On June 3, 2021 (the “Closing Date”), COMSovereign Holding Corp. (“we,” “us,” or “our company”) completed the acquisition (the “Acquisition”) of Innovation Digital, LLC, a California limited liability company (“Innovation Digital”), pursuant to an Agreement and Plan of Merger and Reorganization dated as of June 3, 2021 (the “Merger Agreement”) among our company and our wholly-owned subsidiary, CHC Merger Sub V, LLC, Innovation Digital and Dr. Scott R. Velazquez (“Velazquez”).

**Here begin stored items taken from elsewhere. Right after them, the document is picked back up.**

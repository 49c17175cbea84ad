//! Damage resolution for quiz-gated attacks.
//!
//! - `rules`: ordered per-difficulty multiplier tables
//! - `resolver`: the pure `compute_damage` function and damage tiers

pub mod rules;
pub mod resolver;

pub use rules::{Multiplier, MultiplierTable, RatioCondition, RatioRule};
pub use resolver::{DamageResolver, DamageRoll, DamageTier};
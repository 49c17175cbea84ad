//! Deterministic random number generation for simulated players.
//!
//! The engine itself is fully deterministic and never draws random numbers.
//! Randomness only enters through controllers that stand in for players
//! (see `coordinator::RandomController`), and those draw from a seeded
//! `BattleRng` so simulated matches are reproducible.
//!
//! ```
//! use quiz_battle::core::BattleRng;
//!
//! let mut rng = BattleRng::new(42);
//! let mut sim = rng.fork();
//!
//! // Same seed, same fork counter, same sequence
//! let mut rng2 = BattleRng::new(42);
//! let mut sim2 = rng2.fork();
//! assert_eq!(sim.gen_secs(0.0, 10.0), sim2.gen_secs(0.0, 10.0));
//! ```

use rand::{Rng, SeedableRng};
use rand_chacha::ChaCha8Rng;

/// Seeded, forkable RNG.
///
/// Uses ChaCha8 for speed with a stable cross-platform sequence.
#[derive(Clone, Debug)]
pub struct BattleRng {
    inner: ChaCha8Rng,
    seed: u64,
    fork_counter: u64,
}

impl BattleRng {
    /// Create a new RNG with the given seed.
    #[must_use]
    pub fn new(seed: u64) -> Self {
        Self {
            inner: ChaCha8Rng::seed_from_u64(seed),
            seed,
            fork_counter: 0,
        }
    }

    /// The seed this RNG was created from.
    #[must_use]
    pub fn seed(&self) -> u64 {
        self.seed
    }

    /// Fork this RNG into an independent, deterministic branch.
    #[must_use]
    pub fn fork(&mut self) -> Self {
        self.fork_counter += 1;
        let fork_seed = self.seed.wrapping_add(self.fork_counter.wrapping_mul(0x9E3779B97F4A7C15));
        Self::new(fork_seed)
    }

    /// Generate a boolean that is true with the given probability.
    ///
    /// Probabilities outside `[0, 1]` are clamped; NaN counts as 0.
    pub fn gen_bool(&mut self, probability: f64) -> bool {
        if probability.is_nan() {
            return false;
        }
        self.inner.gen_bool(probability.clamp(0.0, 1.0))
    }

    /// Generate a duration in seconds within `[low, high)`.
    ///
    /// Returns `low` when the range is empty or `high` is not finite, and
    /// 0 when `low` is not finite.
    pub fn gen_secs(&mut self, low: f64, high: f64) -> f64 {
        if !low.is_finite() {
            return 0.0;
        }
        if !high.is_finite() || high <= low {
            return low;
        }
        self.inner.gen_range(low..high)
    }

    /// Choose a random element from a slice.
    #[must_use]
    pub fn choose<'a, T>(&mut self, slice: &'a [T]) -> Option<&'a T> {
        use rand::seq::SliceRandom;
        slice.choose(&mut self.inner)
    }
}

In accordance with the terms of the Merger Agreement, on the Closing Date, we acquired all of the issued and outstanding membership units of Innovation Digital in exchange for (i) $1,000,000 in cash, (ii) 3,165,322 shares of our common stock, par value $0.0001 per share, and (iii) a convertible promissory note in the principal amount of $600,000 (the “Convertible Note”). The value of the shares of our common stock issued at closing, which for purposes of the Merger Agreement has been determined to be $2.35 per share, will be the maximum amount available for satisfying any post-closing indemnification claims of Velazquez, as the former sole member of Innovation Digital, under the Merger Agreement, which amount can be paid at the election of Velazquez in cash, as an offset against the Convertible Note or in shares of our common stock as so valued. We have agreed to file a registration statement under the Securities Act of 1933, as amended (the “Securities Act”), to register the resale of the shares of common stock issued at closing within 90 days of the Closing Date.
The Convertible Note bears interest at the rate of 5% per annum, matures on June 3, 2022 and is convertible into shares of our common stock commencing on December 3, 2021 at an initial conversion price of $2.35 per share; provided, however, that on the maturity date, the holder may (i) demand payment of the entire outstanding principal balance and all unpaid accrued interest under Convertible Note or (ii) continue to hold the Convertible Note, in which case the Convertible Note shall thereafter accrue interest at the rate of 10% per annum, compounded annually, until such time as (x) the holder makes a demand of payment and the Convertible Note is repaid in full; or (y) the Convertible Note is converted in full. If the Note is converted into shares of our common stock after the maturity date of the Note, the conversion price will be the closing price of our common stock on the date the conversion notice is provided to us. Notwithstanding the foregoing, we have the right to prepay the Convertible Note at any time on and after December 3, 2021 and prior to the maturity date without notice and on 15 days prior notice on or after the maturity date.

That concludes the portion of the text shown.